On March 21, 1996, Golant filed for Chapter 7 bankruptcy protection, 11 U.S.C. §§ 701-766, before the California trial reached judgment. Levy, apparently worried that his cross-claim against Golant might be discharged in bankruptcy, filed a two-count adversarial complaint in Golant's bankruptcy proceeding on October 28, 1996. Count one of the complaint sought to deny Golant a general discharge of his debts under Section 727(a) of the Bankruptcy Code, 11 U.S.C. § 727(a). Count two sought to deny Golant a specific discharge of Levy's debt under Sections 523(a)(4) and (a)(6) of the Bankruptcy Code, 11 U.S.C. § 523(a)(4) & (6).
On Levy's motion, the bankruptcy court bifurcated the adversary proceedings and tried count one of Levy's complaint first. In December 1997, Golant appeared pursuant to a notice for deposition and document production that had been served on him by Levy. At that time, Golant refused to tender all of the requested documents. As a result, Levy filed a motion to compel production on March 17, 1998. Over Golant's objection, the bankruptcy court granted Levy's motion and, in an order dated April 23, 1998, required Golant to produce within seven days: (1) documents relating to his credit and debit cards, including evidence of payment of card balances, and (2) documents relating to Golant's prepetition legal services from January 1995 to December 1996, including time records, billing statements, account ledgers and client names and addresses.

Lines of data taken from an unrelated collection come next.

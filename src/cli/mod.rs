//! Command-line interface for cytoband-hierarchy.
//!
//! Available commands:
//!
//! - **build**: Build a linked band `CodeSystem` from a UCSC cytoBand table
//!
//! ## Usage
//!
//! ```text
//! # Build with defaults
//! cytoband-hierarchy build -i cytoBand.txt.gz -o cytoband-codesystem.json
//!
//! # Join p and q arms at every level, JSON summary for scripting
//! cytoband-hierarchy build -i cytoBand.txt -o cs.json \
//!     --link-across-centromere --centromere-levels all --format json
//! ```

use clap::{Parser, Subcommand};

pub mod build;

#[derive(Parser)]
#[command(name = "cytoband-hierarchy")]
#[command(version)]
#[command(about = "Build a linked cytogenetic band CodeSystem from UCSC cytoBand tables")]
#[command(
    long_about = "cytoband-hierarchy turns a UCSC cytoBand table into an assembly-agnostic FHIR CodeSystem.\n\nBands are nested chromosome > arm > region > band > subband, and every concept carries:\n- Its structural kind\n- previous/next links to its siblings in genomic order\n- Optionally, links across the centromere joining the p and q arms"
)]
pub struct Cli {
    #[command(subcommand)]
    pub command: Commands,

    /// Enable verbose output
    #[arg(short, long, global = true)]
    pub verbose: bool,

    /// Summary output format
    #[arg(short, long, global = true, default_value = "text")]
    pub format: OutputFormat,
}

#[derive(Subcommand)]
pub enum Commands {
    /// Build the band CodeSystem from a cytoBand table
    Build(build::BuildArgs),
}

#[derive(Clone, Copy, Debug, clap::ValueEnum)]
pub enum OutputFormat {
    Text,
    Json,
}
impl BandHierarchy {
    /// Run all stages over a parsed table
    ///
    /// # Errors
    ///
    /// Returns `BuildError::DuplicateSubband` if a subband repeats and the policy is `Reject`.
    pub fn build(table: &CytobandTable, options: &BuildOptions) -> Result<Self, BuildError> {
        let Ingested {
            mut tree,
            tracker,
            mut summary,
        } = ingest(table, options)?;

        let chromosome_order = link_all(&mut tree, &tracker);
        let dropped = tree.reorder_roots(&chromosome_order);
        for code in &dropped {
            warn!("chromosome {code} is outside the karyotype and is not emitted");
        }

        summary.centromere_cross_linking = options.link_across_centromere;
        summary.centromere_levels = options.centromere_level;
        if options.link_across_centromere {
            summary.cross_links = cross_link_centromere(
                &mut tree,
                &tracker,
                &chromosome_order,
                options.centromere_level,
            );
        }
        summary.chromosomes_included = chromosome_order;
        summary.chromosomes_dropped = dropped;

        info!(
            kept = summary.kept_banded_rows,
            skipped = summary.skipped_rows(),
            chromosomes = summary.chromosomes_included.len(),
            cross_links = summary.cross_links.len(),
            "built band hierarchy"
        );

        Ok(Self {
            tree,
            tracker,
            summary,
        })
    }

    #[must_use]
    pub fn tree(&self) -> &BandTree {
        &self.tree
    }

    #[must_use]
    pub fn tracker(&self) -> &OrderTracker {
        &self.tracker
    }

    #[must_use]
    pub fn summary(&self) -> &BuildSummary {
        &self.summary
    }

    #[must_use]
    pub fn get(&self, code: &str) -> Option<&HierarchyNode> {
        self.tree.get(code)
    }

    /// Codes from the chromosome down to `code`
    #[must_use]
    pub fn ancestors(&self, code: &str) -> Vec<String> {
        self.tree.ancestors(code)
    }
}

#[cfg(test)]
mod tests {
    use super::*;
    use crate::core::types::NodeKind;
    use crate::parsing::cytoband::parse_cytoband_text;

    const SCENARIO: &str = "chr1\t0\t100\tp36.33\tgneg
chr1\t100\t200\tp36.32\tgneg
chr1\t200\t300\tq44\tgneg
chrM\t0\t50\tp1\tgneg
";

    fn build(text: &str, options: &BuildOptions) -> BandHierarchy {
        let table = parse_cytoband_text(text).unwrap();
        BandHierarchy::build(&table, options).unwrap()
    }

    fn child_codes(hierarchy: &BandHierarchy, code: &str) -> Vec<String> {
        let tree = hierarchy.tree();
        let id = tree.lookup(code).unwrap();
        tree.children(id)
            .iter()
            .map(|&child| tree.node(child).code.clone())
            .collect()
    }

    #[test]
    fn test_scenario_structure_and_links() {
        let hierarchy = build(SCENARIO, &BuildOptions::default());

        assert_eq!(child_codes(&hierarchy, "1"), vec!["1p", "1q"]);
        assert_eq!(child_codes(&hierarchy, "1p"), vec!["1p3"]);
        assert_eq!(child_codes(&hierarchy, "1p3"), vec!["1p36"]);
        assert_eq!(child_codes(&hierarchy, "1p36"), vec!["1p36.33", "1p36.32"]);
        assert_eq!(child_codes(&hierarchy, "1q"), vec!["1q4"]);
        assert_eq!(child_codes(&hierarchy, "1q4"), vec!["1q44"]);

        let first = hierarchy.get("1p36.33").unwrap();
        assert_eq!(first.kind(), NodeKind::Subband);
        assert_eq!(first.previous(), None);
        assert_eq!(first.next(), Some("1p36.32"));

        let second = hierarchy.get("1p36.32").unwrap();
        assert_eq!(second.previous(), Some("1p36.33"));
        assert_eq!(second.next(), None);

        assert!(hierarchy.get("1q44").unwrap().links.is_empty());
        assert!(hierarchy.get("M").is_none());

        let summary = hierarchy.summary();
        assert_eq!(summary.kept_banded_rows, 3);
        assert_eq!(summary.excluded_mitochondrial_rows, 1);
        assert_eq!(summary.chromosomes_included, vec!["1"]);
        assert!(summary.cross_links.is_empty());
    }

    #[test]
    fn test_scenario_with_subband_cross_link() {
        let options = BuildOptions::default().with_centromere_links(CrossLinkLevel::Subband);
        let hierarchy = build(SCENARIO, &options);

        assert_eq!(hierarchy.get("1p36.32").unwrap().next(), Some("1q44"));
        assert_eq!(hierarchy.get("1q44").unwrap().previous(), Some("1p36.32"));
        assert_eq!(hierarchy.get("1p36.33").unwrap().next(), Some("1p36.32"));
        assert_eq!(hierarchy.summary().cross_linked_chromosomes(), vec!["1"]);
        assert!(hierarchy.summary().centromere_cross_linking);
    }

    #[test]
    fn test_mitochondrial_inclusion() {
        let text = "chrM\t0\t50\tp11\tgneg\nchr2\t0\t100\tp25.3\tgneg\n";
        let hierarchy = build(text, &BuildOptions::default().with_mitochondrial(true));

        // M is built but is not part of the karyotype, so it is dropped from the top level
        assert!(hierarchy.get("Mp11").is_some());
        assert_eq!(hierarchy.summary().chromosomes_dropped, vec!["M"]);
        assert_eq!(hierarchy.summary().chromosomes_included, vec!["2"]);
        assert_eq!(hierarchy.summary().excluded_mitochondrial_rows, 0);
    }

    #[test]
    fn test_unplaceable_rows_are_counted() {
        let text = "chr1\t0\t100\tp36.33\tgneg
chr1\t100\t200\tacen\tacen
chr1_KI270706v1_random\t0\t175055\t\tgneg
chr6_GL000250v2_alt\t0\t100\tp21.33\tgneg
chr1\t200\t300
";
        let hierarchy = build(text, &BuildOptions::default());
        let summary = hierarchy.summary();
        assert_eq!(summary.kept_banded_rows, 1);
        assert_eq!(summary.skipped_unplaceable_rows, 3);
        assert_eq!(summary.skipped_malformed_rows, 1);
        assert_eq!(summary.skipped_rows(), 4);
        assert!(hierarchy.get("6_GL000250v2_alt").is_none());
    }

    #[test]
    fn test_chromosome_labels_with_arm_letters_are_unplaceable() {
        // "1p" as a chromosome would share its code with the p arm of chromosome 1
        let text = "chr1\t0\t100\tp36.33\tgneg\nchr1p\t0\t100\tq11\tgneg\n";
        let hierarchy = build(text, &BuildOptions::default());
        let summary = hierarchy.summary();
        assert_eq!(summary.kept_banded_rows, 1);
        assert_eq!(summary.skipped_unplaceable_rows, 1);
        assert_eq!(hierarchy.get("1p").unwrap().kind(), NodeKind::Arm);
        assert!(hierarchy.get("1pq11").is_none());
    }

    #[test]
    fn test_top_level_follows_karyotype_not_input() {
        let text = "chrY\t0\t1\tp11.2\tgneg
chrX\t0\t1\tp22.33\tgneg
chr10\t0\t1\tp15.3\tgneg
chr2\t0\t1\tp25.3\tgneg
";
        let hierarchy = build(text, &BuildOptions::default());
        let tree = hierarchy.tree();
        let roots: Vec<&str> = tree
            .roots()
            .iter()
            .map(|&id| tree.node(id).code.as_str())
            .collect();
        assert_eq!(roots, vec!["2", "10", "X", "Y"]);
        assert_eq!(hierarchy.get("2").unwrap().next(), Some("10"));
        assert_eq!(hierarchy.get("Y").unwrap().previous(), Some("X"));
        assert_eq!(hierarchy.get("Y").unwrap().next(), None);
    }

    #[test]
    fn test_duplicate_subband_skip() {
        let text = "chr1\t0\t1\tp36.33\tgneg\nchr1\t0\t1\tp36.33\tgneg\nchr1\t1\t2\tp36.32\tgneg\n";
        let hierarchy = build(text, &BuildOptions::default());
        assert_eq!(hierarchy.summary().duplicate_subband_rows, 1);
        assert_eq!(hierarchy.summary().kept_banded_rows, 2);
        assert_eq!(hierarchy.summary().skipped_rows(), 1);
        let band = hierarchy.tree().lookup("1p36").unwrap();
        assert_eq!(hierarchy.tree().children(band).len(), 2);
    }

    #[test]
    fn test_duplicate_subband_preserve() {
        let text = "chr1\t0\t1\tp36.33\tgneg\nchr1\t0\t1\tp36.33\tgneg\nchr1\t1\t2\tp36.32\tgneg\n";
        let options = BuildOptions::default().with_duplicate_subbands(DuplicateSubbandPolicy::Preserve);
        let hierarchy = build(text, &options);

        let tree = hierarchy.tree();
        let band = tree.lookup("1p36").unwrap();
        let children = tree.children(band);
        assert_eq!(children.len(), 3);

        // The code index resolves to the newest leaf, which carries the links
        let older = tree.node(children[0]);
        let newer = tree.node(children[1]);
        assert_eq!(older.code, newer.code);
        assert!(older.links.is_empty());
        assert_eq!(newer.next(), Some("1p36.32"));
        let summary = hierarchy.summary();
        assert_eq!(summary.preserved_duplicate_rows, 1);
        assert_eq!(summary.duplicate_subband_rows, 0);
        assert_eq!(summary.kept_banded_rows, 3);
        assert_eq!(summary.kept_banded_rows + summary.skipped_rows(), 3);
    }

    #[test]
    fn test_duplicate_subband_reject() {
        let text = "chr1\t0\t1\tp36.33\tgneg\nchr1\t0\t1\tp36.33\tgneg\n";
        let table = parse_cytoband_text(text).unwrap();
        let options = BuildOptions::default().with_duplicate_subbands(DuplicateSubbandPolicy::Reject);
        let err = BandHierarchy::build(&table, &options).unwrap_err();
        assert!(matches!(
            err,
            BuildError::DuplicateSubband { ref code, line: 2 } if code == "1p36.33"
        ));
    }

    #[test]
    fn test_ancestors() {
        let hierarchy = build(SCENARIO, &BuildOptions::default());
        assert_eq!(
            hierarchy.ancestors("1p36.32"),
            vec!["1", "1p", "1p3", "1p36", "1p36.32"]
        );
    }
}
use std::path::PathBuf;

use clap::{Args, ValueEnum};

use crate::cli::OutputFormat;
use crate::codesystem::{CodeSystem, CodeSystemMetadata};
use crate::core::types::{CrossLinkLevel, DuplicateSubbandPolicy};
use crate::hierarchy::builder::{BandHierarchy, BuildOptions, BuildSummary};
use crate::parsing::cytoband::read_cytoband_file;

#[derive(Args)]
pub struct BuildArgs {
    /// UCSC cytoBand file (tab-separated, optionally .gz)
    #[arg(short, long)]
    pub input: PathBuf,

    /// Output CodeSystem JSON path
    #[arg(short, long)]
    pub output: PathBuf,

    /// Canonical CodeSystem URL, also used as the system of previous/next Codings
    #[arg(short, long, default_value = "http://example.org/fhir/CodeSystem/human-cytoband-agnostic")]
    pub url: String,

    /// CodeSystem business version
    #[arg(long = "cs-version", value_name = "VERSION", default_value = "1.2.0")]
    pub cs_version: String,

    /// Computable CodeSystem name
    #[arg(long, default_value = "HumanCytogeneticBandsAssemblyAgnostic")]
    pub name: String,

    /// Human-readable CodeSystem title
    #[arg(long, default_value = "Human Cytogenetic Bands (Assembly-agnostic with prev/next)")]
    pub title: String,

    /// Publisher recorded on the CodeSystem
    #[arg(long)]
    pub publisher: Option<String>,

    /// Free-text description recorded on the CodeSystem
    #[arg(long)]
    pub description: Option<String>,

    /// Publication date as YYYY-MM-DD [default: today, UTC]
    #[arg(long, value_parser = parse_date)]
    pub date: Option<String>,

    /// Mark the CodeSystem as experimental
    #[arg(long)]
    pub experimental: bool,

    /// Include mitochondrial rows (chrM/chrMT)
    #[arg(long)]
    pub include_mito: bool,

    /// Link the last p-arm node to the first q-arm node of each chromosome
    #[arg(long)]
    pub link_across_centromere: bool,

    /// Level(s) at which to cross-link (requires --link-across-centromere)
    #[arg(long, value_enum, default_value = "subband")]
    pub centromere_levels: CentromereLevelArg,

    /// How to treat a subband code that appears on more than one row
    #[arg(long, value_enum, default_value = "skip")]
    pub duplicate_subbands: DuplicateSubbandsArg,
}

/// Cross-link level for CLI parsing
#[derive(Clone, Copy, Debug, ValueEnum)]
pub enum CentromereLevelArg {
    Subband,
    Band,
    Region,
    All,
}

impl From<CentromereLevelArg> for CrossLinkLevel {
    fn from(arg: CentromereLevelArg) -> Self {
        match arg {
            CentromereLevelArg::Subband => CrossLinkLevel::Subband,
            CentromereLevelArg::Band => CrossLinkLevel::Band,
            CentromereLevelArg::Region => CrossLinkLevel::Region,
            CentromereLevelArg::All => CrossLinkLevel::All,
        }
    }
}

/// Duplicate subband policy for CLI parsing
#[derive(Clone, Copy, Debug, ValueEnum)]
pub enum DuplicateSubbandsArg {
    Skip,
    Preserve,
    Reject,
}

impl From<DuplicateSubbandsArg> for DuplicateSubbandPolicy {
    fn from(arg: DuplicateSubbandsArg) -> Self {
        match arg {
            DuplicateSubbandsArg::Skip => DuplicateSubbandPolicy::Skip,
            DuplicateSubbandsArg::Preserve => DuplicateSubbandPolicy::Preserve,
            DuplicateSubbandsArg::Reject => DuplicateSubbandPolicy::Reject,
        }
    }
}

fn parse_date(value: &str) -> Result<String, String> {
    chrono::NaiveDate::parse_from_str(value, "%Y-%m-%d")
        .map(|date| date.format("%Y-%m-%d").to_string())
        .map_err(|e| format!("expected YYYY-MM-DD: {e}"))
}

impl BuildArgs {
    fn build_options(&self) -> BuildOptions {
        let mut options = BuildOptions::default()
            .with_mitochondrial(self.include_mito)
            .with_duplicate_subbands(self.duplicate_subbands.into());
        if self.link_across_centromere {
            options = options.with_centromere_links(self.centromere_levels.into());
        } else {
            options.centromere_level = self.centromere_levels.into();
        }
        options
    }

    fn metadata(&self) -> CodeSystemMetadata {
        let defaults = CodeSystemMetadata::default();
        CodeSystemMetadata {
            url: self.url.clone(),
            version: self.cs_version.clone(),
            name: self.name.clone(),
            title: self.title.clone(),
            publisher: self.publisher.clone(),
            description: self.description.clone(),
            experimental: self.experimental.then_some(true),
            date: self.date.clone().or(defaults.date),
        }
    }
}

pub fn run(args: BuildArgs, format: OutputFormat, verbose: bool) -> anyhow::Result<()> {
    let table = read_cytoband_file(&args.input)?;

    if verbose {
        eprintln!(
            "Read {} rows from {} ({} malformed)",
            table.rows.len(),
            args.input.display(),
            table.malformed
        );
    }

    let hierarchy = BandHierarchy::build(&table, &args.build_options())?;
    let code_system = CodeSystem::from_hierarchy(&hierarchy, &args.metadata());
    code_system.save(&args.output)?;

    match format {
        OutputFormat::Text => print_text_summary(&args, &hierarchy, &code_system, verbose),
        OutputFormat::Json => print_json_summary(&args, hierarchy.summary(), &code_system)?,
    }

    Ok(())
}

fn print_text_summary(
    args: &BuildArgs,
    hierarchy: &BandHierarchy,
    code_system: &CodeSystem,
    verbose: bool,
) {
    let summary = hierarchy.summary();

    println!("Wrote {} ({} concepts)", args.output.display(), code_system.count);
    println!("{}", "=".repeat(60));

    println!("\nRows:");
    println!("  Kept banded rows: {}", summary.kept_banded_rows);
    println!("  Skipped malformed: {}", summary.skipped_malformed_rows);
    println!("  Skipped unplaceable: {}", summary.skipped_unplaceable_rows);
    println!(
        "  Excluded mitochondrial: {}",
        summary.excluded_mitochondrial_rows
    );
    println!("  Duplicate subbands skipped: {}", summary.duplicate_subband_rows);
    if summary.preserved_duplicate_rows > 0 {
        println!(
            "  Duplicate subbands preserved: {}",
            summary.preserved_duplicate_rows
        );
    }

    println!("\nChromosomes:");
    println!("  Included: {}", summary.chromosomes_included.join(", "));
    if !summary.chromosomes_dropped.is_empty() {
        println!(
            "  Outside karyotype (not emitted): {}",
            summary.chromosomes_dropped.join(", ")
        );
    }

    println!("\nCentromere cross-linking:");
    if summary.centromere_cross_linking {
        println!("  Level: {}", summary.centromere_levels);
        println!("  Links added: {}", summary.cross_links.len());
        if verbose {
            for link in &summary.cross_links {
                println!(
                    "    [{}] {} -> {}",
                    link.level,
                    hierarchy.ancestors(&link.from).join(" > "),
                    link.to
                );
            }
        }
    } else {
        println!("  Disabled");
    }
}

fn print_json_summary(
    args: &BuildArgs,
    summary: &BuildSummary,
    code_system: &CodeSystem,
) -> anyhow::Result<()> {
    let output = serde_json::json!({
        "input": args.input.display().to_string(),
        "output": args.output.display().to_string(),
        "concept_count": code_system.count,
        "summary": summary,
    });

    println!("{}", serde_json::to_string_pretty(&output)?);
    Ok(())
}
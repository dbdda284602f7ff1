use serde::Serialize;

use crate::core::types::NodeKind;

/// Index of a node in the hierarchy arena
#[derive(Debug, Clone, Copy, PartialEq, Eq, Hash, PartialOrd, Ord, Serialize)]
pub struct NodeId(pub usize);

impl std::fmt::Display for NodeId {
    fn fmt(&self, f: &mut std::fmt::Formatter<'_>) -> std::fmt::Result {
        write!(f, "#{}", self.0)
    }
}

/// Previous/next sibling references, held as codes rather than owning pointers
#[derive(Debug, Clone, Default, PartialEq, Eq, Serialize)]
pub struct SiblingLinks {
    #[serde(skip_serializing_if = "Option::is_none")]
    pub previous: Option<String>,
    #[serde(skip_serializing_if = "Option::is_none")]
    pub next: Option<String>,
}

impl SiblingLinks {
    pub fn clear(&mut self) {
        self.previous = None;
        self.next = None;
    }

    #[must_use]
    pub fn is_empty(&self) -> bool {
        self.previous.is_none() && self.next.is_none()
    }
}

/// A single node of the band hierarchy
#[derive(Debug, Clone, PartialEq, Eq, Serialize)]
pub struct HierarchyNode {
    /// Concatenation of ancestor codes with the local segment (e.g. "1p36.33")
    pub code: String,

    /// Human-readable label
    pub display: String,

    /// Structural level; fixed at creation
    kind: NodeKind,

    /// Containing node, `None` for chromosomes
    #[serde(skip)]
    pub parent: Option<NodeId>,

    /// Children in first-seen insertion order
    #[serde(skip)]
    pub children: Vec<NodeId>,

    pub links: SiblingLinks,
}

impl HierarchyNode {
    pub fn new(code: impl Into<String>, kind: NodeKind, parent: Option<NodeId>) -> Self {
        let code = code.into();
        Self {
            display: code.clone(),
            code,
            kind,
            parent,
            children: Vec::new(),
            links: SiblingLinks::default(),
        }
    }

    #[must_use]
    pub fn with_display(mut self, display: impl Into<String>) -> Self {
        self.display = display.into();
        self
    }

    #[must_use]
    pub fn kind(&self) -> NodeKind {
        self.kind
    }

    #[must_use]
    pub fn previous(&self) -> Option<&str> {
        self.links.previous.as_deref()
    }

    #[must_use]
    pub fn next(&self) -> Option<&str> {
        self.links.next.as_deref()
    }
}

While Golant did produce a number of his records, he did not fully comply with the April 23 order. For example, Golant failed to produce his bank statements; bank books and check registers; names and addresses of all of his clients; and documents showing the case numbers, captions and courts in which he represented clients. In addition, Golant tendered a list of 32 clients, but produced billing records for only 19 of them.
In response to Golant's failure to comply with the April 23 order, Levy filed his first motion for entry of judgment as a discovery sanction. The bankruptcy court denied this motion, but, in an order dated May 8, 1998, required Golant to comply with the April 23 order by May 22. The court also warned Golant that it might deny him a discharge of his debts as a discovery sanction if he continued to fail to comply with the April 23 order. Levy filed a second motion for entry of judgment on May 18, 1998, but the court continued this motion to May 27, apparently because Levy had filed it before Golant's time to comply with the April 23 order had expired. Ultimately, Golant did not comply with the discovery orders, and the court set an evidentiary hearing for May 29 to determine the extent of Golant's failure to comply.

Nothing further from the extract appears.